Exercise objective: Nothing in the data is to be left out; copy it exactly.

Data provided:
use std::path::PathBuf;

use anyhow::{bail, Context, Result};
use clap::{Parser, Subcommand};
use tracing::{info, warn};
use tracing_subscriber::{fmt, prelude::*, EnvFilter};

use area_scheduler::display::{print_conflicts, print_job_results, print_overloads, print_roster, print_utilization};
use area_scheduler::parser::{load_capacity_table, load_jobs, load_schedule, load_seat_demand, load_workers};
use area_scheduler::report::{write_capacity_reports, write_roster_reports};
use area_scheduler::schedule::{
    aggregate_to_matrix, assign_jobs_greedy, generate_roster, overloads, parse_date, planning_horizon,
    validate_schedule,
};
use area_scheduler::{web, PlannerConfig};

const DEFAULT_ADMIN_PASSWORD: &str = "admin123";

#[derive(Parser)]
#[command(name = "area-scheduler", version, about = "Hourly capacity, job and shift roster planning")]
struct Cli {
    /// JSON configuration file
    #[arg(long, global = true)]
    config: Option<PathBuf>,

    /// Enable debug logging
    #[arg(short, long, global = true)]
    verbose: bool,

    #[command(subcommand)]
    command: Command,
}

#[derive(Subcommand)]
enum Command {
    /// Build the utilization matrix from a capacity table, optionally allocating jobs
    Capacity {
        table: PathBuf,

        /// Job list to allocate against the table
        #[arg(long)]
        jobs: Option<PathBuf>,

        /// Report directory (defaults to the configured one)
        #[arg(long)]
        out: Option<PathBuf>,
    },

    /// Generate a shift roster over a planning horizon
    Roster {
        #[arg(long)]
        workers: PathBuf,

        #[arg(long)]
        demand: PathBuf,

        /// First date, YYYY-MM-DD
        #[arg(long)]
        start: String,

        #[arg(long)]
        days: u32,

        #[arg(long)]
        out: Option<PathBuf>,
    },

    /// Check a schedule file against the configured limits
    Validate { schedule: PathBuf },

    /// Run the web server
    Web {
        #[arg(long, default_value_t = 8080)]
        port: u16,

        #[arg(long, env = "ADMIN_PASSWORD", default_value = DEFAULT_ADMIN_PASSWORD, hide_env_values = true)]
        admin_password: String,
    },
}

#[tokio::main]
async fn main() -> Result<()> {
    let cli = Cli::parse();

    let filter = if cli.verbose {
        EnvFilter::new("debug")
    } else {
        EnvFilter::try_from_default_env().unwrap_or_else(|_| EnvFilter::new("info"))
    };
    tracing_subscriber::registry().with(fmt::layer().with_target(false)).with(filter).init();

    let config = PlannerConfig::load(cli.config.as_deref()).context("Failed to load configuration")?;

    match cli.command {
        Command::Capacity { table, jobs, out } => run_capacity(&config, table, jobs, out),
        Command::Roster {
            workers,
            demand,
            start,
            days,
            out,
        } => run_roster(&config, workers, demand, &start, days, out),
        Command::Validate { schedule } => run_validate(&config, schedule),
        Command::Web { port, admin_password } => {
            if admin_password == DEFAULT_ADMIN_PASSWORD {
                warn!("using the default admin password, set ADMIN_PASSWORD to change it");
            }
            info!(port, "starting web server");
            println!("Access the site at http://localhost:{}", port);
            web::start_server(port, config, admin_password).await?;
            Ok(())
        }
    }
}

fn run_capacity(config: &PlannerConfig, table: PathBuf, jobs: Option<PathBuf>, out: Option<PathBuf>) -> Result<()> {
    let capacity = load_capacity_table(&table, config.capacity_delimiter_byte(), &config.area_catalog())
        .with_context(|| format!("Failed to read capacity table {}", table.display()))?;

    let matrix = aggregate_to_matrix(&capacity.capacities, &capacity.demands);
    print_utilization(&matrix);
    print_overloads(&overloads(&matrix));

    let allocation = match jobs {
        Some(path) => {
            let jobs = load_jobs(&path, config.table_delimiter_byte())
                .with_context(|| format!("Failed to read job list {}", path.display()))?;
            let allocation = assign_jobs_greedy(&matrix, &jobs);
            print_job_results(&allocation);
            Some(allocation)
        }
        None => None,
    };

    let dir = out.unwrap_or_else(|| config.output_dir.clone());
    let files = write_capacity_reports(&dir, &matrix, allocation.as_ref(), config.table_delimiter_byte())
        .context("Failed to write reports")?;
    print_written(&files.written);
    Ok(())
}

fn run_roster(
    config: &PlannerConfig,
    workers: PathBuf,
    demand: PathBuf,
    start: &str,
    days: u32,
    out: Option<PathBuf>,
) -> Result<()> {
    let delimiter = config.table_delimiter_byte();
    let workers = load_workers(&workers, delimiter)
        .with_context(|| format!("Failed to read roster {}", workers.display()))?;
    let demand = load_seat_demand(&demand, delimiter)
        .with_context(|| format!("Failed to read seat demand {}", demand.display()))?;
    let dates = planning_horizon(parse_date(start)?, days);

    let rules = config.rule_set();
    let plan = generate_roster(&workers, &config.shifts, &demand, &dates, &rules)?;
    let conflicts = validate_schedule(&plan.entries, rules.max_hours_per_day, rules.max_consecutive_days);
    print_roster(&plan);
    print_conflicts(&conflicts);

    let dir = out.unwrap_or_else(|| config.output_dir.clone());
    let files = write_roster_reports(&dir, &plan, &conflicts, delimiter).context("Failed to write reports")?;
    print_written(&files.written);
    Ok(())
}

fn run_validate(config: &PlannerConfig, schedule: PathBuf) -> Result<()> {
    let entries = load_schedule(&schedule, config.table_delimiter_byte())
        .with_context(|| format!("Failed to read schedule {}", schedule.display()))?;
    info!(entries = entries.len(), "schedule loaded");

    let conflicts = validate_schedule(&entries, config.max_hours_per_day, config.max_consecutive_days);
    print_conflicts(&conflicts);
    if !conflicts.is_empty() {
        bail!("{} conflicts in {}", conflicts.len(), schedule.display());
    }
    Ok(())
}

fn print_written(files: &[PathBuf]) {
    println!("\nReports saved to:");
    for file in files {
        println!("  - {}", file.display());
    }
}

Solved problem:
use std::path::PathBuf;

use anyhow::{bail, Context, Result};
use clap::{Parser, Subcommand};
use tracing::{info, warn};
use tracing_subscriber::{fmt, prelude::*, EnvFilter};

use area_scheduler::display::{print_conflicts, print_job_results, print_overloads, print_roster, print_utilization};
use area_scheduler::parser::{load_capacity_table, load_jobs, load_schedule, load_seat_demand, load_workers};
use area_scheduler::report::{write_capacity_reports, write_roster_reports};
use area_scheduler::schedule::{
    aggregate_to_matrix, assign_jobs_greedy, generate_roster, overloads, parse_date, planning_horizon,
    validate_schedule,
};
use area_scheduler::{web, PlannerConfig};

const DEFAULT_ADMIN_PASSWORD: &str = "admin123";

#[derive(Parser)]
#[command(name = "area-scheduler", version, about = "Hourly capacity, job and shift roster planning")]
struct Cli {
    /// JSON configuration file
    #[arg(long, global = true)]
    config: Option<PathBuf>,

    /// Enable debug logging
    #[arg(short, long, global = true)]
    verbose: bool,

    #[command(subcommand)]
    command: Command,
}

#[derive(Subcommand)]
enum Command {
    /// Build the utilization matrix from a capacity table, optionally allocating jobs
    Capacity {
        table: PathBuf,

        /// Job list to allocate against the table
        #[arg(long)]
        jobs: Option<PathBuf>,

        /// Report directory (defaults to the configured one)
        #[arg(long)]
        out: Option<PathBuf>,
    },

    /// Generate a shift roster over a planning horizon
    Roster {
        #[arg(long)]
        workers: PathBuf,

        #[arg(long)]
        demand: PathBuf,

        /// First date, YYYY-MM-DD
        #[arg(long)]
        start: String,

        #[arg(long)]
        days: u32,

        #[arg(long)]
        out: Option<PathBuf>,
    },

    /// Check a schedule file against the configured limits
    Validate { schedule: PathBuf },

    /// Run the web server
    Web {
        #[arg(long, default_value_t = 8080)]
        port: u16,

        #[arg(long, env = "ADMIN_PASSWORD", default_value = DEFAULT_ADMIN_PASSWORD, hide_env_values = true)]
        admin_password: String,
    },
}

#[tokio::main]
async fn main() -> Result<()> {
    let cli = Cli::parse();

    let filter = if cli.verbose {
        EnvFilter::new("debug")
    } else {
        EnvFilter::try_from_default_env().unwrap_or_else(|_| EnvFilter::new("info"))
    };
    tracing_subscriber::registry().with(fmt::layer().with_target(false)).with(filter).init();

    let config = PlannerConfig::load(cli.config.as_deref()).context("Failed to load configuration")?;

    match cli.command {
        Command::Capacity { table, jobs, out } => run_capacity(&config, table, jobs, out),
        Command::Roster {
            workers,
            demand,
            start,
            days,
            out,
        } => run_roster(&config, workers, demand, &start, days, out),
        Command::Validate { schedule } => run_validate(&config, schedule),
        Command::Web { port, admin_password } => {
            if admin_password == DEFAULT_ADMIN_PASSWORD {
                warn!("using the default admin password, set ADMIN_PASSWORD to change it");
            }
            info!(port, "starting web server");
            println!("Access the site at http://localhost:{}", port);
            web::start_server(port, config, admin_password).await?;
            Ok(())
        }
    }
}

fn run_capacity(config: &PlannerConfig, table: PathBuf, jobs: Option<PathBuf>, out: Option<PathBuf>) -> Result<()> {
    let capacity = load_capacity_table(&table, config.capacity_delimiter_byte(), &config.area_catalog())
        .with_context(|| format!("Failed to read capacity table {}", table.display()))?;

    let matrix = aggregate_to_matrix(&capacity.capacities, &capacity.demands);
    print_utilization(&matrix);
    print_overloads(&overloads(&matrix));

    let allocation = match jobs {
        Some(path) => {
            let jobs = load_jobs(&path, config.table_delimiter_byte())
                .with_context(|| format!("Failed to read job list {}", path.display()))?;
            let allocation = assign_jobs_greedy(&matrix, &jobs);
            print_job_results(&allocation);
            Some(allocation)
        }
        None => None,
    };

    let dir = out.unwrap_or_else(|| config.output_dir.clone());
    let files = write_capacity_reports(&dir, &matrix, allocation.as_ref(), config.table_delimiter_byte())
        .context("Failed to write reports")?;
    print_written(&files.written);
    Ok(())
}

fn run_roster(
    config: &PlannerConfig,
    workers: PathBuf,
    demand: PathBuf,
    start: &str,
    days: u32,
    out: Option<PathBuf>,
) -> Result<()> {
    let delimiter = config.table_delimiter_byte();
    let workers = load_workers(&workers, delimiter)
        .with_context(|| format!("Failed to read roster {}", workers.display()))?;
    let demand = load_seat_demand(&demand, delimiter)
        .with_context(|| format!("Failed to read seat demand {}", demand.display()))?;
    let dates = planning_horizon(parse_date(start)?, days);

    let rules = config.rule_set();
    let plan = generate_roster(&workers, &config.shifts, &demand, &dates, &rules)?;
    let conflicts = validate_schedule(&plan.entries, rules.max_hours_per_day, rules.max_consecutive_days);
    print_roster(&plan);
    print_conflicts(&conflicts);

    let dir = out.unwrap_or_else(|| config.output_dir.clone());
    let files = write_roster_reports(&dir, &plan, &conflicts, delimiter).context("Failed to write reports")?;
    print_written(&files.written);
    Ok(())
}

fn run_validate(config: &PlannerConfig, schedule: PathBuf) -> Result<()> {
    let entries = load_schedule(&schedule, config.table_delimiter_byte())
        .with_context(|| format!("Failed to read schedule {}", schedule.display()))?;
    info!(entries = entries.len(), "schedule loaded");

    let conflicts = validate_schedule(&entries, config.max_hours_per_day, config.max_consecutive_days);
    print_conflicts(&conflicts);
    if !conflicts.is_empty() {
        bail!("{} conflicts in {}", conflicts.len(), schedule.display());
    }
    Ok(())
}

fn print_written(files: &[PathBuf]) {
    println!("\nReports saved to:");
    for file in files {
        println!("  - {}", file.display());
    }
}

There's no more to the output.